The Veritone Engine Toolkit is designed to help you build cognitive engines. Starting as part of the entrypoint for the engine container, the Engine Toolkit starts your engine as a subprocess on startup and then makes calls back to the platform via HTTP to register and get work on the engine's behalf. The work item is POSTed to your engine's webhook for processing.
In this way, the Engine Toolkit acts as a driver-like intermediary between your code and the aiWARE platform. By acting as a go-between, the Engine Toolkit takes care of low-level aiWARE interactions, so your code can focus more on AI and less on ceremony.
The Engine Toolkit drives your engine, making it easy to abstract the input/output layer between the engine and the Veritone platform using Docker. This frees you from the nuances of getting input data (e.g., from queues) and producing the engine outputs (e.g., back to queues). The Engine Toolkit is packaged as a Docker image.

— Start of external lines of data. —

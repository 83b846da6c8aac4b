//! Transaction ledger service: the append-only log of stock-changing events
//!
//! This service is the single source of truth for stock levels. Every
//! mutation of `items.current_stock` and `lots.quantity_remaining` happens
//! here, inside the same database transaction as the ledger insert, so the
//! cached counters can never drift from the transaction history.

use chrono::{DateTime, NaiveDate, Utc};
use rust_decimal::Decimal;
use serde::Deserialize;
use sqlx::{PgPool, Postgres};
use uuid::Uuid;

use crate::error::{AppError, AppResult};
use shared::{
    validate_non_zero_quantity, InventoryTransaction, PaginatedResponse, Pagination,
    PaginationMeta, StockWarning, TransactionKind, TransactionRecorded,
};

/// Ledger service for recording and querying inventory transactions
#[derive(Clone)]
pub struct LedgerService {
    db: PgPool,
}

/// Input for recording a transaction
#[derive(Debug, Clone, Deserialize)]
pub struct RecordTransactionInput {
    pub item_id: Uuid,
    pub kind: TransactionKind,
    /// Signed delta; consumption is negative. Zero is rejected.
    pub quantity: Decimal,
    pub unit_cost: Option<Decimal>,
    pub lot_id: Option<Uuid>,
    /// Free-text lot identifier recorded when no tracked lot is linked
    pub lot_number: Option<String>,
    pub reference_type: Option<String>,
    pub reference_id: Option<Uuid>,
    pub note: Option<String>,
}

/// Filters for transaction history queries
#[derive(Debug, Clone, Default, Deserialize)]
pub struct HistoryFilter {
    pub kind: Option<TransactionKind>,
    pub lot_number: Option<String>,
    pub from: Option<NaiveDate>,
    pub to: Option<NaiveDate>,
    pub reference_type: Option<String>,
    pub reference_id: Option<Uuid>,
}

/// Cached balance together with the live ledger sum, for consistency audits
#[derive(Debug, Clone, serde::Serialize)]
pub struct BalanceView {
    pub item_id: Uuid,
    pub current_stock: Decimal,
    pub ledger_sum: Decimal,
}

/// Database row for a ledger transaction
#[derive(Debug, sqlx::FromRow)]
struct TransactionRow {
    id: Uuid,
    org_id: Uuid,
    item_id: Uuid,
    kind: String,
    quantity: Decimal,
    unit_cost: Option<Decimal>,
    total_cost: Option<Decimal>,
    lot_id: Option<Uuid>,
    lot_number: Option<String>,
    reference_type: Option<String>,
    reference_id: Option<Uuid>,
    note: Option<String>,
    created_by: Uuid,
    created_at: DateTime<Utc>,
}

impl TransactionRow {
    fn into_model(self) -> AppResult<InventoryTransaction> {
        let kind = TransactionKind::from_str(&self.kind)
            .ok_or_else(|| AppError::Internal(format!("Unknown transaction kind: {}", self.kind)))?;
        Ok(InventoryTransaction {
            id: self.id,
            org_id: self.org_id,
            item_id: self.item_id,
            kind,
            quantity: self.quantity,
            unit_cost: self.unit_cost,
            total_cost: self.total_cost,
            lot_id: self.lot_id,
            lot_number: self.lot_number,
            reference_type: self.reference_type,
            reference_id: self.reference_id,
            note: self.note,
            created_by: self.created_by,
            created_at: self.created_at,
        })
    }
}

const TRANSACTION_COLUMNS: &str = "id, org_id, item_id, kind, quantity, unit_cost, total_cost, \
     lot_id, lot_number, reference_type, reference_id, note, created_by, created_at";

impl LedgerService {
    /// Create a new LedgerService instance
    pub fn new(db: PgPool) -> Self {
        Self { db }
    }

    /// Record a single transaction as one atomic unit: insert the immutable
    /// row, bump the item's cached stock, and bump the referenced lot's
    /// remaining quantity. Negative resulting balances are allowed and
    /// surfaced as warnings.
    pub async fn record_transaction(
        &self,
        org_id: Uuid,
        user_id: Uuid,
        input: RecordTransactionInput,
    ) -> AppResult<TransactionRecorded> {
        let mut tx = begin_serializable(&self.db).await?;
        let (transaction, warnings) =
            Self::record_in_tx(&mut tx, org_id, user_id, input).await?;
        tx.commit().await?;

        Ok(TransactionRecorded {
            transaction,
            warnings,
        })
    }

    /// Core write path, shared with the lot tracker and the production run
    /// engine so their multi-step operations commit in a single database
    /// transaction. Callers own the transaction lifecycle.
    pub(crate) async fn record_in_tx(
        tx: &mut sqlx::Transaction<'_, Postgres>,
        org_id: Uuid,
        user_id: Uuid,
        input: RecordTransactionInput,
    ) -> AppResult<(InventoryTransaction, Vec<StockWarning>)> {
        validate_non_zero_quantity(input.quantity).map_err(|e| {
            AppError::InvalidQuantity(e.to_string())
        })?;

        // Resolve the item without an org filter so a cross-tenant id can be
        // told apart from a missing one at this level.
        let item = sqlx::query_as::<_, (Uuid, Uuid)>("SELECT id, org_id FROM items WHERE id = $1")
            .bind(input.item_id)
            .fetch_optional(&mut **tx)
            .await?
            .ok_or_else(|| AppError::NotFound("Item".to_string()))?;

        if item.1 != org_id {
            return Err(AppError::CrossTenant("Item".to_string()));
        }

        if let Some(lot_id) = input.lot_id {
            let lot = sqlx::query_as::<_, (Uuid, Uuid, Uuid)>(
                "SELECT id, org_id, material_item_id FROM lots WHERE id = $1",
            )
            .bind(lot_id)
            .fetch_optional(&mut **tx)
            .await?
            .ok_or_else(|| AppError::NotFound("Lot".to_string()))?;

            if lot.1 != org_id {
                return Err(AppError::CrossTenant("Lot".to_string()));
            }
            if lot.2 != input.item_id {
                return Err(AppError::Validation {
                    field: "lot_id".to_string(),
                    message: "Lot belongs to a different material".to_string(),
                });
            }
        }

        let total_cost = input.unit_cost.map(|uc| input.quantity.abs() * uc);

        let row = sqlx::query_as::<_, TransactionRow>(&format!(
            r#"
            INSERT INTO inventory_transactions (
                org_id, item_id, kind, quantity, unit_cost, total_cost,
                lot_id, lot_number, reference_type, reference_id, note, created_by
            )
            VALUES ($1, $2, $3, $4, $5, $6, $7, $8, $9, $10, $11, $12)
            RETURNING {TRANSACTION_COLUMNS}
            "#
        ))
        .bind(org_id)
        .bind(input.item_id)
        .bind(input.kind.as_str())
        .bind(input.quantity)
        .bind(input.unit_cost)
        .bind(total_cost)
        .bind(input.lot_id)
        .bind(&input.lot_number)
        .bind(&input.reference_type)
        .bind(input.reference_id)
        .bind(&input.note)
        .bind(user_id)
        .fetch_one(&mut **tx)
        .await?;

        let mut warnings = Vec::new();

        let new_stock = sqlx::query_scalar::<_, Decimal>(
            "UPDATE items SET current_stock = current_stock + $1 WHERE id = $2 RETURNING current_stock",
        )
        .bind(input.quantity)
        .bind(input.item_id)
        .fetch_one(&mut **tx)
        .await?;

        if new_stock < Decimal::ZERO {
            warnings.push(StockWarning::NegativeStock {
                item_id: input.item_id,
                resulting_stock: new_stock,
            });
        }

        // Inbound events carry the latest known cost for the item.
        if matches!(
            input.kind,
            TransactionKind::PurchaseReceive | TransactionKind::ProductionOutput
        ) {
            if let Some(unit_cost) = input.unit_cost {
                sqlx::query("UPDATE items SET unit_cost = $1 WHERE id = $2")
                    .bind(unit_cost)
                    .bind(input.item_id)
                    .execute(&mut **tx)
                    .await?;
            }
        }

        if let Some(lot_id) = input.lot_id {
            let remaining = sqlx::query_scalar::<_, Decimal>(
                r#"
                UPDATE lots
                SET quantity_remaining = quantity_remaining + $1,
                    status = CASE WHEN quantity_remaining + $1 <= 0 THEN 'depleted' ELSE 'active' END
                WHERE id = $2
                RETURNING quantity_remaining
                "#,
            )
            .bind(input.quantity)
            .bind(lot_id)
            .fetch_one(&mut **tx)
            .await?;

            if remaining < Decimal::ZERO {
                warnings.push(StockWarning::NegativeLotRemainder {
                    lot_id,
                    quantity_remaining: remaining,
                });
            }
        }

        Ok((row.into_model()?, warnings))
    }

    /// Get the cached balance for an item, alongside the live ledger sum.
    /// The two are equal whenever the system is healthy.
    pub async fn get_balance(&self, org_id: Uuid, item_id: Uuid) -> AppResult<BalanceView> {
        let current_stock = sqlx::query_scalar::<_, Decimal>(
            "SELECT current_stock FROM items WHERE id = $1 AND org_id = $2",
        )
        .bind(item_id)
        .bind(org_id)
        .fetch_optional(&self.db)
        .await?
        .ok_or_else(|| AppError::NotFound("Item".to_string()))?;

        let ledger_sum = sqlx::query_scalar::<_, Decimal>(
            "SELECT COALESCE(SUM(quantity), 0) FROM inventory_transactions \
             WHERE item_id = $1 AND org_id = $2",
        )
        .bind(item_id)
        .bind(org_id)
        .fetch_one(&self.db)
        .await?;

        Ok(BalanceView {
            item_id,
            current_stock,
            ledger_sum,
        })
    }

    /// Get transaction history for an item, newest first, paginated.
    /// The page size is honored exactly as requested.
    pub async fn get_history(
        &self,
        org_id: Uuid,
        item_id: Uuid,
        filter: HistoryFilter,
        pagination: Pagination,
    ) -> AppResult<PaginatedResponse<InventoryTransaction>> {
        let item_exists = sqlx::query_scalar::<_, bool>(
            "SELECT EXISTS(SELECT 1 FROM items WHERE id = $1 AND org_id = $2)",
        )
        .bind(item_id)
        .bind(org_id)
        .fetch_one(&self.db)
        .await?;

        if !item_exists {
            return Err(AppError::NotFound("Item".to_string()));
        }

        let kind = filter.kind.map(|k| k.as_str().to_string());

        let where_clause = r#"
            WHERE t.org_id = $1 AND t.item_id = $2
              AND ($3::varchar IS NULL OR t.kind = $3)
              AND ($4::varchar IS NULL OR t.lot_number = $4
                   OR t.lot_id IN (SELECT id FROM lots WHERE org_id = $1 AND lot_number = $4))
              AND ($5::date IS NULL OR t.created_at >= $5::date)
              AND ($6::date IS NULL OR t.created_at < $6::date + 1)
              AND ($7::varchar IS NULL OR t.reference_type = $7)
              AND ($8::uuid IS NULL OR t.reference_id = $8)
        "#;

        let total_items = sqlx::query_scalar::<_, i64>(&format!(
            "SELECT COUNT(*) FROM inventory_transactions t {where_clause}"
        ))
        .bind(org_id)
        .bind(item_id)
        .bind(&kind)
        .bind(&filter.lot_number)
        .bind(filter.from)
        .bind(filter.to)
        .bind(&filter.reference_type)
        .bind(filter.reference_id)
        .fetch_one(&self.db)
        .await?;

        let rows = sqlx::query_as::<_, TransactionRow>(&format!(
            r#"
            SELECT {TRANSACTION_COLUMNS}
            FROM inventory_transactions t
            {where_clause}
            ORDER BY t.created_at DESC, t.id DESC
            LIMIT $9 OFFSET $10
            "#
        ))
        .bind(org_id)
        .bind(item_id)
        .bind(&kind)
        .bind(&filter.lot_number)
        .bind(filter.from)
        .bind(filter.to)
        .bind(&filter.reference_type)
        .bind(filter.reference_id)
        .bind(pagination.limit())
        .bind(pagination.offset())
        .fetch_all(&self.db)
        .await?;

        let data = rows
            .into_iter()
            .map(TransactionRow::into_model)
            .collect::<AppResult<Vec<_>>>()?;

        Ok(PaginatedResponse {
            data,
            pagination: PaginationMeta::new(&pagination, total_items.max(0) as u64),
        })
    }

    /// List recent transactions across the organization, newest first
    pub async fn list_transactions(
        &self,
        org_id: Uuid,
        pagination: Pagination,
    ) -> AppResult<PaginatedResponse<InventoryTransaction>> {
        let total_items = sqlx::query_scalar::<_, i64>(
            "SELECT COUNT(*) FROM inventory_transactions WHERE org_id = $1",
        )
        .bind(org_id)
        .fetch_one(&self.db)
        .await?;

        let rows = sqlx::query_as::<_, TransactionRow>(&format!(
            r#"
            SELECT {TRANSACTION_COLUMNS}
            FROM inventory_transactions
            WHERE org_id = $1
            ORDER BY created_at DESC, id DESC
            LIMIT $2 OFFSET $3
            "#
        ))
        .bind(org_id)
        .bind(pagination.limit())
        .bind(pagination.offset())
        .fetch_all(&self.db)
        .await?;

        let data = rows
            .into_iter()
            .map(TransactionRow::into_model)
            .collect::<AppResult<Vec<_>>>()?;

        Ok(PaginatedResponse {
            data,
            pagination: PaginationMeta::new(&pagination, total_items.max(0) as u64),
        })
    }
}

/// Begin a serializable transaction. Mutations read a cached counter,
/// compute the new value, and write both the ledger row and the counter;
/// serializable isolation prevents lost updates when two of them race on
/// the same item or lot.
pub(crate) async fn begin_serializable(
    db: &PgPool,
) -> AppResult<sqlx::Transaction<'_, Postgres>> {
    let mut tx = db.begin().await?;
    sqlx::query("SET TRANSACTION ISOLATION LEVEL SERIALIZABLE")
        .execute(&mut *tx)
        .await?;
    Ok(tx)
}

The Engine Toolkit strives to provide support to all engine types, keeping the interface consistent so that the choice of implementing chunk, stream, or batch doesn't depend on how engines get their data.

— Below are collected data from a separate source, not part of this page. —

//! HTTP handlers for the item catalog

use axum::{
    extract::{Path, Query, State},
    Json,
};
use serde::Deserialize;
use uuid::Uuid;

use crate::error::AppResult;
use crate::handlers::{page, require};
use crate::middleware::CurrentUser;
use crate::services::item::{CreateItemInput, ItemFilter, ItemService, UpdateItemInput};
use crate::AppState;
use shared::{Item, ItemStatus, ItemType, PaginatedResponse};

#[derive(Debug, Deserialize)]
pub struct ListItemsQuery {
    pub item_type: Option<ItemType>,
    pub status: Option<ItemStatus>,
    pub page: Option<u32>,
    pub per_page: Option<u32>,
}

/// Create a catalog item
pub async fn create_item(
    State(state): State<AppState>,
    current_user: CurrentUser,
    Json(input): Json<CreateItemInput>,
) -> AppResult<Json<Item>> {
    require(&current_user.0, "items", "write")?;
    let service = ItemService::new(state.db);
    let item = service.create_item(current_user.0.org_id, input).await?;
    Ok(Json(item))
}

/// Get a catalog item
pub async fn get_item(
    State(state): State<AppState>,
    current_user: CurrentUser,
    Path(item_id): Path<Uuid>,
) -> AppResult<Json<Item>> {
    let service = ItemService::new(state.db);
    let item = service.get_item(current_user.0.org_id, item_id).await?;
    Ok(Json(item))
}

/// List catalog items with optional type/status filters
pub async fn list_items(
    State(state): State<AppState>,
    current_user: CurrentUser,
    Query(query): Query<ListItemsQuery>,
) -> AppResult<Json<PaginatedResponse<Item>>> {
    let service = ItemService::new(state.db);
    let filter = ItemFilter {
        item_type: query.item_type,
        status: query.status,
    };
    let items = service
        .list_items(
            current_user.0.org_id,
            filter,
            page(query.page, query.per_page),
        )
        .await?;
    Ok(Json(items))
}

/// Update an item's descriptive fields and status
pub async fn update_item(
    State(state): State<AppState>,
    current_user: CurrentUser,
    Path(item_id): Path<Uuid>,
    Json(input): Json<UpdateItemInput>,
) -> AppResult<Json<Item>> {
    require(&current_user.0, "items", "write")?;
    let service = ItemService::new(state.db);
    let item = service
        .update_item(current_user.0.org_id, item_id, input)
        .await?;
    Ok(Json(item))
}

/// List active items at or below their reorder point
pub async fn list_below_reorder(
    State(state): State<AppState>,
    current_user: CurrentUser,
) -> AppResult<Json<Vec<Item>>> {
    let service = ItemService::new(state.db);
    let items = service.list_below_reorder(current_user.0.org_id).await?;
    Ok(Json(items))
}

The requests are made on behalf of the engines that the Engine Toolkit represents, including native engines such as Webstream Adapter, TV and Radio Adapter, Stream Ingestors, and Output Writer. For each work item in the work request, the Engine Toolkit:
- Retrieves the input data from the file system for the tasks.
- Invokes the core engine's
/process webhook. - Stores the result back to the filesystem for the next task.
The Engine Toolkit also has a heartbeat loop'to report back to the controller the work item progress, such as number of processed chunks, errors, etc.
There is a RunTimeTTL set by the controller directing the Engine Toolkit to terminate when the time is up. In addition, the controller may issue a terminate action as a response to the getWork request.
Note that besides the databases, the file system contains the state of jobs and tasks as work is being done: processed chunks, in-processing chunks, or error chunks. The input/output relationship between tasks is specified in the AI Processing database and represented in the file system accordingly. For engines to emit input/output chunks or streams, the interaction with the file system should be done by the Engine Toolkit to ensure correctness.
The Engine Toolkit includes a number of native engines such as Webstream Adapter, TV and Radio Adapter, Stream Ingestors (various flavors), and Output Writer, which provide the flexibility to turn any engine instances into "super workers," helping to push data through the initial ingestion pipeline as well as to finalize the engine outputs.
Engine IDs:
Your engine is a Docker container that runs in the aiWARE system, and you will integrate the Engine Toolkit with your engine. When creating your Docker image, use the (multistage build)[https://docs.docker.com/develop/develop-images/] by including the following line in your project's Dockerfile:
FROM veritone/aiware-engine-toolkit as vt-engine-toolkit
This will ensure that you always build using the most current version of the Toolkit.
Notes:
To refresh the Engine Toolkit: Perform a docker pull veritone/aiware-engine-toolkit prior to your docker build. For a local aiWARE environment, it is best to pull before building.
To use the Engine Toolkit in an Alpine-based image: Make sure to include this in the Dockerfile:
RUN apk add --no-cache libc6-compat
Library support
Training libraries
An engine can be started in a job with mode=library-train in the task payload. A mutation sample that creates that job is:
mutation createTrainingJob{
createJob(input:{
clusterId :"____YOUR_CLUSTER_ID____________"
tasks:[
{
engineId:"__ENGINE_ID__",
payload:{
mode:"library-train"
libraryId:"33e7c3fd-dc76-45ca-915e-49a18fe14546"
libraryEngineModelId:"e0fafd01-03db-4d6b-b651-526b4320b2b5"
}
}
]
}) {
id
tasks{
records{
engineId
payload
}
}
}
}
Details of training are private to the engine. It is up to the engine to know how to capture the state information that it considers "training," and store that captured state info in a library engine model using the Veritone GraphQL API. (Veritone provides the state-persistence API, but puts no restrictions on how an engine accomplishes or formats its training. Your library engine model can contain whatever private data the engine might need when it is called upon, in the future, to recall its training. The format of the data is up to you.
An engine -- be it chunk, stream, or batch, training mode or not -- will be invoked in the same way, e.g., via the /process webhook. The engine should examine the payload field of the request for the mode. Training libraries can take a while to run, and thus, in training mode, the engine behaves as a batch engine, which means it should respond to /process as soon as possible, and post back to the /heartbeat webhook periodically (once per minute) so the Engine Toolkit can monitor progress.
When training is finished and the library engine model is updated, the engine can then post to the /heartbeat webhook with a "complete" status.
For information on how to persist training data programmatically, see Train an engine.
Consuming training libraries
In normal processing, the engine will be given a library model's libraryId and libraryEngineModelId in the payload field. Also, mode=library-run will be in the payload field.
Troubleshooting
x509: certificate signed by unknown authority
If you see an error complaining about an unknown authority, it's likely that you do not have root certificates installed inside your Docker container. Try adding the following line to your Dockerfile:
RUN apk --no-cache add ca-certificates
This will install the certificates as part of your Docker build.
[Note] This solution has only been tested when the base Docker image is FROM alpine:latest. For other base images, you might need to install them with a different command.